Assignment: Look through the entries below. Report each line that has the word "impl" in it.

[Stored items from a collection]
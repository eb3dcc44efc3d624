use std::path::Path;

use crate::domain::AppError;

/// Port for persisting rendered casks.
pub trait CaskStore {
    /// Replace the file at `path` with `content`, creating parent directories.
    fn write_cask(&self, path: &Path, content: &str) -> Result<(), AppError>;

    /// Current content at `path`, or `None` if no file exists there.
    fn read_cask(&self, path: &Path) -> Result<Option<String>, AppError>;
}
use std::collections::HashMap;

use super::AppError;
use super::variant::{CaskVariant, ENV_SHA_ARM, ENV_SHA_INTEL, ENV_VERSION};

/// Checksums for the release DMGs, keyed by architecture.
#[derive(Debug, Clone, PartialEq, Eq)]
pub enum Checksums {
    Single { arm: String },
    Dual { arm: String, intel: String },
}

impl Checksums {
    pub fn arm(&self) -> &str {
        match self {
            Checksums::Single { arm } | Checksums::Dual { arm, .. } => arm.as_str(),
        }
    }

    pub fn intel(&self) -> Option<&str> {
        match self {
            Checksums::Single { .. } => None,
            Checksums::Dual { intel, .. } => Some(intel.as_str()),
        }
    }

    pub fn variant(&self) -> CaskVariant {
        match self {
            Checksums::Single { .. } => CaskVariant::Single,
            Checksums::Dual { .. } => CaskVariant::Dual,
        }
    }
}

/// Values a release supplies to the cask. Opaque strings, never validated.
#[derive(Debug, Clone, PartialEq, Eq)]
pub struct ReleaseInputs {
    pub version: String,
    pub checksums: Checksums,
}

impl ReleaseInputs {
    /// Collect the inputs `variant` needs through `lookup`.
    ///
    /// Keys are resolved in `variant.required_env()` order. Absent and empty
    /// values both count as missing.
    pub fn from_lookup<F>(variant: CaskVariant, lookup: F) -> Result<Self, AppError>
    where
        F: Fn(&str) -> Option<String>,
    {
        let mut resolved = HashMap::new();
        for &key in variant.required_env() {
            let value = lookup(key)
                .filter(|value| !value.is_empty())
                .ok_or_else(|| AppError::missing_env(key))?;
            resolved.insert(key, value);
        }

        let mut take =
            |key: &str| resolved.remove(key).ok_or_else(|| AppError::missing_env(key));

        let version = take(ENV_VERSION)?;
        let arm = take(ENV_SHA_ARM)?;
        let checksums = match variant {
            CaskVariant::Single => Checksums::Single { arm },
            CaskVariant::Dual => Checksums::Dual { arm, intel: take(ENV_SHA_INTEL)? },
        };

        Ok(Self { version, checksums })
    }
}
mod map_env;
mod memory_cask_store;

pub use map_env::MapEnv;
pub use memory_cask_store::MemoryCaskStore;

Output below:
impl Checksums {
impl ReleaseInputs {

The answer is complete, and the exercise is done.